Посетители, выходившие из «Усов и зубов», явно не жалели о потерянном времени. Шатаясь или пританцовывая, невнятно бормоча или голося на всю улицу, обмениваясь неловкими тычками или слюнявыми поцелуями, они рассыпались по округе как семена перезревшего плода и брели каждый к своему клочку земли, именуемому домом.
Далеко за полночь из дверей бара вывалились ещё двое — мужчина и женщина. Пьяно привалившись друг к другу, они двинулись по мостовой заплетающейся походкой. Мускулистый мужчина — матрос или портовый грузчик — был одет соответственно профессии: голубая тельняшка, широкие холщовые брюки и кожаные сандалии. Чёрная кружевная блузка едва держалась на плечах женщины, длинная цветастая юбка на каждом шагу грозила зацепиться за высокие каблуки.

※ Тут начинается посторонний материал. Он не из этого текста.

// ---------------------------------------------------------------------------
// Input
// ---------------------------------------------------------------------------

/// Data-only organization callbacks
#[derive(Debug, Clone, PartialEq)]
pub enum OrgUpdate {
    DaoAddress(DaoAddress),
    Web3 { endpoint: String },
    Apps(Vec<AppInstance>),
    Permissions(Permissions),
    Forwarders(Vec<String>),
    AppIdentifiers(AppIdentifiers),
    InstalledRepos(Vec<RepoInfo>),
    Transaction(TransactionBag),
    Signatures(SignatureBag),
}

impl TryFrom<OrgEvent> for OrgUpdate {
    /// Events that carry a responder are handed back untouched.
    type Error = OrgEvent;

    fn try_from(event: OrgEvent) -> Result<Self, Self::Error> {
        match event {
            OrgEvent::DaoAddress(address) => Ok(OrgUpdate::DaoAddress(address)),
            OrgEvent::Web3 { endpoint } => Ok(OrgUpdate::Web3 { endpoint }),
            OrgEvent::Apps(apps) => Ok(OrgUpdate::Apps(apps)),
            OrgEvent::Permissions(permissions) => Ok(OrgUpdate::Permissions(permissions)),
            OrgEvent::Forwarders(forwarders) => Ok(OrgUpdate::Forwarders(forwarders)),
            OrgEvent::AppIdentifiers(ids) => Ok(OrgUpdate::AppIdentifiers(ids)),
            OrgEvent::InstalledRepos(repos) => Ok(OrgUpdate::InstalledRepos(repos)),
            OrgEvent::Transaction(bag) => Ok(OrgUpdate::Transaction(bag)),
            OrgEvent::Signatures(bag) => Ok(OrgUpdate::Signatures(bag)),
            other @ (OrgEvent::IdentityIntent { .. } | OrgEvent::RequestPath { .. }) => {
                Err(other)
            }
        }
    }
}

#[derive(Debug, Clone, PartialEq)]
pub enum Input {
    /// The history reported a location change
    Navigated(Location),

    // -- Client lifecycle -----------------------------------------------------
    ClientConnected {
        generation: u64,
    },
    ClientFailed {
        generation: u64,
        error: String,
    },
    Org {
        generation: u64,
        update: OrgUpdate,
    },
    /// Identity intent with its pre-filled label, ready to show
    IdentityIntentOpened {
        generation: u64,
        address: String,
        label: Option<String>,
    },
    IdentityWriteFinished {
        generation: u64,
        error: Option<String>,
    },
    PathRequested {
        generation: u64,
        app_address: String,
        path: String,
    },

    // -- External sources -----------------------------------------------------
    WalletAccountChanged(Option<String>),
    ConnectivityChanged(bool),

    // -- Intents from the presentation layer ----------------------------------
    Navigate(String),
    NavigateBack,
    OpenPreferences {
        screen: String,
        data: Option<(String, String)>,
    },
    ClosePreferences,
    CancelIdentity,
    ToggleSystemApps,
}

// ---------------------------------------------------------------------------
// Effects — describe IO to be executed by the caller
// ---------------------------------------------------------------------------

#[derive(Debug, Clone, PartialEq, Eq)]
pub enum HistoryOp {
    Push(String),
    Replace(Location),
    Back,
}

#[derive(Debug, Clone, PartialEq, Eq)]
pub enum IntentRejection {
    Cancelled,
    WriteFailed(String),
}

#[derive(Debug, Clone, PartialEq, Eq)]
pub enum Effect {
    /// Cancel the current client and stop delivery of its events
    TeardownClient,
    /// Start building a client for `dao`
    Connect { generation: u64, dao: String },
    /// Keep the client that just finished connecting
    AdoptClient,
    /// Cancel the client that just finished connecting
    DiscardClient,
    SetAccounts(Vec<String>),
    History(HistoryOp),
    ResolvePathRequest,
    RejectPathRequest { app_address: String },
    /// Keep the incoming identity intent responder as the pending one
    HoldIdentityIntent,
    /// Reject the incoming identity intent responder
    DropIdentityIntent,
    ResolveIdentityIntent,
    RejectIdentityIntent(IntentRejection),
    PersistSystemAppsOpened(bool),
}

// ---------------------------------------------------------------------------
// transition() — the pure core
// ---------------------------------------------------------------------------

/// Pure, synchronous state transition.
///
/// Given the current state and an input, returns the new state and the
/// effects (client calls, history changes, responder answers) to execute.
pub fn transition(
    mut state: SessionState,
    input: Input,
    settings: &Settings,
) -> (SessionState, Vec<Effect>) {
    let mut effects = Vec::new();

    // A fatal error freezes the session.
    if state.fatal_error.is_some() {
        match input {
            Input::ClientConnected { .. } => effects.push(Effect::DiscardClient),
            Input::IdentityIntentOpened { .. } => effects.push(Effect::DropIdentityIntent),
            Input::PathRequested { app_address, .. } => {
                effects.push(Effect::RejectPathRequest { app_address })
            }
            _ => {}
        }
        return (state, effects);
    }

    match input {
        // -- Location -----------------------------------------------------------
        Input::Navigated(location) => {
            if !location.already_parsed {
                let locator = parse_path(&location.pathname, &location.search);
                update_locator(&mut state, locator, settings, &mut effects);
            }
        }

        Input::Navigate(path) => push_path(&state, path, &mut effects),

        Input::NavigateBack => {
            if state.prev_locator.is_some() {
                effects.push(Effect::History(HistoryOp::Back));
            } else {
                effects.push(Effect::History(HistoryOp::Replace(Location::from_path(
                    "/",
                ))));
            }
        }

        Input::OpenPreferences { screen, data } => {
            if let Some(locator) = &state.locator {
                let data = data.as_ref().map(|(k, v)| (k.as_str(), v.as_str()));
                let path = path_with_search(locator, &preferences_search(&screen, data));
                push_path(&state, path, &mut effects);
            }
        }

        Input::ClosePreferences => {
            if let Some(locator) = &state.locator {
                let path = path_with_search(locator, "");
                push_path(&state, path, &mut effects);
            }
        }

        // -- Client lifecycle ---------------------------------------------------
        Input::ClientConnected { generation } => {
            if generation != state.generation || !state.connecting {
                effects.push(Effect::DiscardClient);
            } else {
                state.connecting = false;
                state.client_loaded = true;
                effects.push(Effect::AdoptClient);
                if let Some(account) = &state.wallet_account {
                    effects.push(Effect::SetAccounts(vec![account.clone()]));
                }
            }
        }

        Input::ClientFailed { generation, error } => {
            if generation == state.generation && state.connecting {
                state.connecting = false;
                state.dao.dao_status = LoadStatus::Error;
                state.dao.apps_status = LoadStatus::Error;
                state.fatal_error = Some(error);
            }
        }

        Input::Org { generation, update } => {
            if generation == state.generation {
                apply_org_update(&mut state.dao, update, settings);
            }
        }

        Input::IdentityIntentOpened {
            generation,
            address,
            label,
        } => {
            if generation == state.generation {
                state.dao.identity_intent = Some(IdentityIntentView { address, label });
                effects.push(Effect::HoldIdentityIntent);
            } else {
                effects.push(Effect::DropIdentityIntent);
            }
        }

        Input::IdentityWriteFinished { generation, error } => {
            if generation == state.generation {
                match error {
                    None => {
                        state.dao.identity_intent = None;
                        effects.push(Effect::ResolveIdentityIntent);
                    }
                    Some(error) => {
                        effects.push(Effect::RejectIdentityIntent(IntentRejection::WriteFailed(
                            error,
                        )));
                    }
                }
            }
        }

        Input::CancelIdentity => {
            if state.dao.identity_intent.take().is_some() {
                effects.push(Effect::RejectIdentityIntent(IntentRejection::Cancelled));
            }
        }

        Input::PathRequested {
            generation,
            app_address,
            path,
        } => {
            let target = match (state.active_dao(), state.active_instance()) {
                (Some(dao), Some(instance_id))
                    if generation == state.generation && instance_id == app_address =>
                {
                    Some(app_path(AppLocation {
                        dao: settings.canonical_dao(dao),
                        instance_id,
                        instance_path: &path,
                        search: "",
                    }))
                }
                _ => None,
            };
            match target {
                Some(target) => {
                    effects.push(Effect::ResolvePathRequest);
                    effects.push(Effect::History(HistoryOp::Replace(Location::from_path(
                        &target,
                    ))));
                }
                None => effects.push(Effect::RejectPathRequest { app_address }),
            }
        }

        // -- External sources ---------------------------------------------------
        Input::WalletAccountChanged(account) => {
            if account != state.wallet_account {
                state.wallet_account = account;
                if state.client_loaded {
                    effects.push(Effect::SetAccounts(
                        state.wallet_account.iter().cloned().collect(),
                    ));
                }
            }
        }

        Input::ConnectivityChanged(connected) => {
            state.connected = connected;
        }

        Input::ToggleSystemApps => {
            state.system_apps_opened = !state.system_apps_opened;
            effects.push(Effect::PersistSystemAppsOpened(state.system_apps_opened));
        }
    }

    (state, effects)
}

fn push_path(state: &SessionState, path: String, effects: &mut Vec<Effect>) {
    let current = state.locator.as_ref().map(Locator::path);
    if current.as_deref() != Some(path.as_str()) {
        effects.push(Effect::History(HistoryOp::Push(path)));
    }
}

Звук шагов припозднившейся парочки эхом отдавался в пустых переулках. Женщина хихикала, её спутник чертыхался, спотыкаясь и озираясь по сторонам. Судя по тому, как они то и дело останавливались и поворачивали назад, словно шарик в детском бильярде, цель путешествия постоянно ускользала, прячась где-то за углом. Наконец, потеряв надежду добраться до уютной гавани, мужчина свернул в низкую замусоренную подворотню. Здесь было ещё темнее, под ногами хлюпали помои, в воздухе стоял отвратительный смрад. Пройдя лишь несколько шагов, моряк остановился и притиснул женщину к кирпичной стене. Тусклый свет уличного фонаря освещал их снизу только до пояса, делая похожими на пару странных раздвоенных существ.
— Я хочу тебя прямо сейчас, Ленира. — Моряк потянул подол юбки кверху, обнажая женское тело.
— Нет, Гозо, погоди! Давай дойдём до постели.
— Мой дружок не хочет ждать. Потрогай его, Ленира.
— Какой он большой у тебя, Гозо! — проворковала она. — Ну ладно, давай. Ты ласкаешь меня там так нежно, что я…
— Ласкаю? — удивился моряк, возясь с пуговицами ширинки. — Пока я только выпускаю на волю своего дружка.
Ленира испуганно взглянула под ноги. Там, где только что было пусто, теперь оказалась куча грязного тряпья. Оттуда торчало что-то длинное, похожее на неряшливо забинтованную руку, и эта рука действительно гладила её промежность.